To conduct the project, Sutter Health researchers are partnering with colleagues at the University of California, San Francisco. Working together, the team is developing a neurology application dubbed MS-SHARE which will be used by patients and doctors during appointments, and by patients between appointments.
During the 18-month demonstration project, the team will build the app with input from the health system’s doctors as well as MS patients. Throughout the process of care, the app will organize both patient-reported data and EHR data, in a manner intended to let doctors and patients view the data together and work together on care planning.
Over the short term, researchers and developers are focusing on outcomes like patient and doctor use of the app and enhancing the patient experience. Its big picture goals, meanwhile, include the ability to improve patient outcomes, such as disease progression and symptom control. Ultimately, the team hopes the results of this project go beyond supporting multiple sclerosis patients to helping to improve care for other neurological diseases such as Parkinson’s Disease, seizure disorders and migraine headaches.
The Sacramento, Calif.-based health network pitches the project as potentially transformative. “MS-SHARE has the potential to change how doctors and patients spend their time during appointments,” the press release asserts. “Instead of ‘data finding and gathering,’ doctors and patients can devote more time to conversation about how the care is working and how it needs to be changed to meet patient needs.”
Time for an editorial aside here. As a patient with a neurological disorder (Parkinson’s), I’m here to say that while this sounds like an excellent start at collaborating with patients, at first glance it may be doomed to limited success at best.
What I mean is as follows. When I meet with the neurologist to discuss progression of my symptoms, he or she typically does little beyond the standard exam. In fact, my sense is that most seem quite satisfied that they know enough about my status to make decisions after doing that exam. In most cases, little or nothing about my functioning outside the office makes it into the chart.

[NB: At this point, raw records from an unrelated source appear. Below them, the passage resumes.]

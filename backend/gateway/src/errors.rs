//! Application-wide error types.

use axum::{http::StatusCode, response::IntoResponse, Json};
use serde::Serialize;
use thiserror::Error;

#[derive(Debug, Error)]
pub enum GatewayError {
    #[error("Database error: {0}")]
    Database(#[from] sqlx::Error),

    #[error("Migration error: {0}")]
    Migrate(#[from] sqlx::migrate::MigrateError),

    #[error("HTTP error: {0}")]
    Http(#[from] reqwest::Error),

    #[error("JSON error: {0}")]
    Json(#[from] serde_json::Error),

    #[error("Configuration error: {0}")]
    Config(String),

    #[error("Oracle error: {0}")]
    Oracle(String),

    #[error(transparent)]
    Engine(#[from] reach_token::Error),
}

pub type Result<T> = std::result::Result<T, GatewayError>;

#[derive(Serialize)]
pub struct ErrorResponse {
    pub error: String,
}

impl GatewayError {
    pub fn status(&self) -> StatusCode {
        use reach_token::Error as E;
        match self {
            GatewayError::Engine(err) => match err {
                E::Unauthorized => StatusCode::FORBIDDEN,
                E::Paused => StatusCode::LOCKED,
                E::NotFound => StatusCode::NOT_FOUND,
                E::InvalidAmount | E::InsufficientPayment | E::SlippageExceeded => {
                    StatusCode::BAD_REQUEST
                }
                E::VotingClosed | E::VotingStillOpen | E::AlreadyVoted | E::AlreadyExecuted => {
                    StatusCode::CONFLICT
                }
                E::ArithmeticOverflow => StatusCode::UNPROCESSABLE_ENTITY,
            },
            GatewayError::Oracle(_) | GatewayError::Http(_) => StatusCode::BAD_GATEWAY,
            GatewayError::Json(_) => StatusCode::BAD_REQUEST,
            _ => StatusCode::INTERNAL_SERVER_ERROR,
        }
    }
}

impl IntoResponse for GatewayError {
    fn into_response(self) -> axum::response::Response {
        (
            self.status(),
            Json(ErrorResponse {
                error: self.to_string(),
            }),
        )
            .into_response()
    }
}
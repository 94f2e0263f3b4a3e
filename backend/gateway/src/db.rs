//! Database layer — migrations, event writes and event reads.

use std::str::FromStr;

use sqlx::sqlite::{SqliteConnectOptions, SqlitePoolOptions};
use sqlx::SqlitePool;
use tracing::info;

use crate::errors::Result;
use crate::events::{EventRecord, NewEvent};

/// Establish a SQLite connection pool and run pending migrations.
pub async fn init_pool(database_url: &str) -> Result<SqlitePool> {
    let url = if database_url.starts_with("sqlite:") {
        database_url.to_string()
    } else {
        format!("sqlite:{database_url}")
    };

    // Make sure the file is created if it doesn't exist yet.
    let options = SqliteConnectOptions::from_str(&url)?.create_if_missing(true);

    // Every in-memory connection is its own database, so keep exactly one.
    let max_connections = if url.contains(":memory:") { 1 } else { 5 };

    let pool = SqlitePoolOptions::new()
        .max_connections(max_connections)
        .connect_with(options)
        .await?;

    sqlx::migrate!("./migrations").run(&pool).await?;
    info!("Database migrations applied successfully");
    Ok(pool)
}

// ─────────────────────────────────────────────────────────
// Event writes
// ─────────────────────────────────────────────────────────

/// Persist a batch of events inside one transaction, preserving order.
pub async fn insert_events(pool: &SqlitePool, events: &[NewEvent]) -> Result<usize> {
    let mut tx = pool.begin().await?;
    let mut count = 0usize;
    for ev in events {
        let rows_affected = sqlx::query(
            r#"
            INSERT INTO events
                (event_type, proposal_id, actor, amount, payload, timestamp)
            VALUES (?1, ?2, ?3, ?4, ?5, ?6)
            "#,
        )
        .bind(&ev.event_type)
        .bind(ev.proposal_id)
        .bind(&ev.actor)
        .bind(&ev.amount)
        .bind(&ev.payload)
        .bind(ev.timestamp)
        .execute(&mut *tx)
        .await?
        .rows_affected();

        count += rows_affected as usize;
    }
    tx.commit().await?;
    Ok(count)
}

// ─────────────────────────────────────────────────────────
// Event reads
// ─────────────────────────────────────────────────────────

/// Fetch all events for a given proposal, in emission order.
pub async fn get_events_for_proposal(pool: &SqlitePool, proposal_id: i64) -> Result<Vec<EventRecord>> {
    let rows = sqlx::query_as::<_, EventRecord>(
        r#"
        SELECT id, event_type, proposal_id, actor, amount, payload, timestamp, created_at
        FROM   events
        WHERE  proposal_id = ?1
        ORDER  BY id ASC
        "#,
    )
    .bind(proposal_id)
    .fetch_all(pool)
    .await?;
    Ok(rows)
}

/// Fetch all events, in emission order.
pub async fn get_all_events(pool: &SqlitePool) -> Result<Vec<EventRecord>> {
    let rows = sqlx::query_as::<_, EventRecord>(
        r#"
        SELECT id, event_type, proposal_id, actor, amount, payload, timestamp, created_at
        FROM   events
        ORDER  BY id ASC
        "#,
    )
    .fetch_all(pool)
    .await?;
    Ok(rows)
}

What I’m trying to say here is that based on my experience, it will take more than a handy-dandy app to win neurologists over to collaborating over charts and data with any patient. (Honestly, I think that’s true of many doctors outside this specialty, too.) And I’m not suggesting that this is because they’re arrogant, although they may be in some cases. Rather, I’m suggesting that it’s a workflow issue. Integrating patients in the discussion isn’t just a change of pace, it could be seen as a distraction that could lead to worse care rather than better. It will be interesting to see if that’s how things turn out.